It is most famous for the period in the 1970s where, under the name Brill Cagliari, the team played in the first division Serie A.
Olimpia Cagliari was founded on 23 February 1953 when a group of youngsters, led by Bebi Mosca and with members such as brothers Antonio and Carlo Pirastu, split from Gruppo Sportivo Aquila (founded in 1944, the city's oldest basketball team) to form the club. Its numbers were swelled in the following years by a contingent from Esperia Cagliari, a club that would later become their fierce rivals. Starting from the regional leagues, the club moved up to the second division Serie B in 1965. The club would start a collaboration with football club Unione Sportiva Cagliari sometime during the second half of the 1960s and change its name to Unione Sportiva Pallacanestro Cagliari.[1]

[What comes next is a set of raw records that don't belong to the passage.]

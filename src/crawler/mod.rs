//! Crawler module for site traversal and run orchestration
//!
//! This module contains the core crawling logic, including:
//! - HTTP fetching behind the `Fetcher` seam
//! - HTML parsing, link extraction and content classification
//! - Per-site traversal with dedup through the visited set
//! - Site run control and start/stop orchestration

mod classifier;
mod fetcher;
mod orchestrator;
mod page_crawler;
mod parser;
mod site_runner;
mod visited;

pub use classifier::{classify, Classification, ContentKind, TRANSPORT_FAILURE_CODE};
pub use fetcher::{build_http_client, FetchError, FetchResponse, Fetcher, HttpFetcher};
pub use orchestrator::Orchestrator;
pub use page_crawler::{CrawlSummary, PageCrawler};
pub use parser::extract_links;
pub use site_runner::{SiteOutcome, SiteRunner, STOPPED_BY_USER};
pub use visited::VisitedSet;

Cagliari would beat Libertas Brindisi 62–56 in Naples during the 1968–69 promotion playoffs to move up to the first division Serie A.[2] Renamed Brill Cagliari with the arrival of major sponsor Brill (a shoe shine brand) and now based in the newly opened PalaRockefeller arena, the Sardinians struggled in their first Serie A season. They won only three games in 1969–70 to go straight back down, obtaining their third win in the last game, against Virtus Bologna, on 12 April 1970 whilst the U.S. Cagliari football team won their league.[3] They would return in 1972 by beating Sapori Siena after two overtimes for the promotion spot. Cagliari downed incumbent European and Intercontinental champions Ignis Varese 76–75 on 4 March 1973 thanks to Mario Vascellari's last minute block on Paolo Polzot, as they managed to avoid relegation that season.[4] Led by American John Sutter, Brill would upset major teams such as Simmenthal Milano, Forst Cantù and the beformentioned Varese at home over the course of the next seasons. The club would play six successive seasons in the league, their best result a fifth place in 1976-77.[5]

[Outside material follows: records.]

//! Start/stop/status surface for callers
//!
//! Control errors are reported in the response body instead of being raised;
//! a start is acknowledged as soon as the run is dispatched.

use crate::crawler::Orchestrator;
use serde::Serialize;

/// Acknowledgement of a start or stop request
///
/// Serializes as `{"result":true}` or `{"result":false,"error":"..."}`.
#[derive(Debug, Clone, PartialEq, Eq, Serialize)]
pub struct ApiResponse {
    pub result: bool,
    #[serde(skip_serializing_if = "Option::is_none")]
    pub error: Option<String>,
}

impl ApiResponse {
    pub fn ok() -> Self {
        Self {
            result: true,
            error: None,
        }
    }

    pub fn error(message: impl Into<String>) -> Self {
        Self {
            result: false,
            error: Some(message.into()),
        }
    }
}

/// Indexing status, `{"result":true,"indexing":<bool>}`
#[derive(Debug, Clone, Copy, PartialEq, Eq, Serialize)]
pub struct StatusResponse {
    pub result: bool,
    pub indexing: bool,
}

/// Thin wrapper over an `Orchestrator`
#[derive(Clone)]
pub struct IndexingApi {
    orchestrator: Orchestrator,
}

impl IndexingApi {
    pub fn new(orchestrator: Orchestrator) -> Self {
        Self { orchestrator }
    }

    pub fn orchestrator(&self) -> &Orchestrator {
        &self.orchestrator
    }

    /// Starts indexing; must be called from within a tokio runtime
    pub fn start_indexing(&self) -> ApiResponse {
        match self.orchestrator.start() {
            Ok(()) => ApiResponse::ok(),
            Err(e) => ApiResponse::error(e.to_string()),
        }
    }

    pub fn stop_indexing(&self) -> ApiResponse {
        match self.orchestrator.stop() {
            Ok(()) => ApiResponse::ok(),
            Err(e) => ApiResponse::error(e.to_string()),
        }
    }

    pub fn indexing_status(&self) -> StatusResponse {
        StatusResponse {
            result: true,
            indexing: self.orchestrator.status(),
        }
    }
}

Cagliari lost the relegation play-outs against Mecap Vigevano at the end of the 1977–78 season and exited the Serie A for the second division (now Serie A2). Brill stopped sponsoring the team and a Sutter-coached squad only ended thirteenth (out of fourteen teams) the next season. After finishing the 1979–80 season in last place with only 8 points, the club was relegated to the Serie B. In parallel its parent organisation folded that same year because of financial problems.[2] What followed was a succession of name and ownership changes for the club, who only survived through various mergers.[1]
The club reemerged as an independent organisation in 2001 under president Dario Corsi and from the 2008–09 season started to play in the fifth division Divisione Nazionale C (DNC). Cagliari stayed in that league for six seasons without earning a promotion until the Sardinia committee of the Italian Basketball Federation organised an ad-hoc tournament for the best clubs on the island in order for one of them to promote before the DNC became nearly entirely regional.[6] Olimpia beat two other clubs (the tournament was organised as a mini-league) to earn a place in the fourth division Serie B.[7]
Prior to the season, the president was apprehensive over the sufficient funds needed to play in the Serie B (where travel is farther and more expensive), whilst the squad stayed relatively unchanged, though a declared partnership with Dinamo Basket Sassari saw one of their youth players arrive on loan.[8] The pumas - named after their logo, changed in 2011 from a falcon to a puma – struggled at the higher level, winning only five games in twenty-six encounters over the 2014-15 season to finish dead last and be relegated.[9] Plans to ask for an off-court reprieve were mooted over the summer, Olimpia returned to the Serie C – now completely regional except a restricted national finals round – with the aim of starting a multi-year project based on youth.[10]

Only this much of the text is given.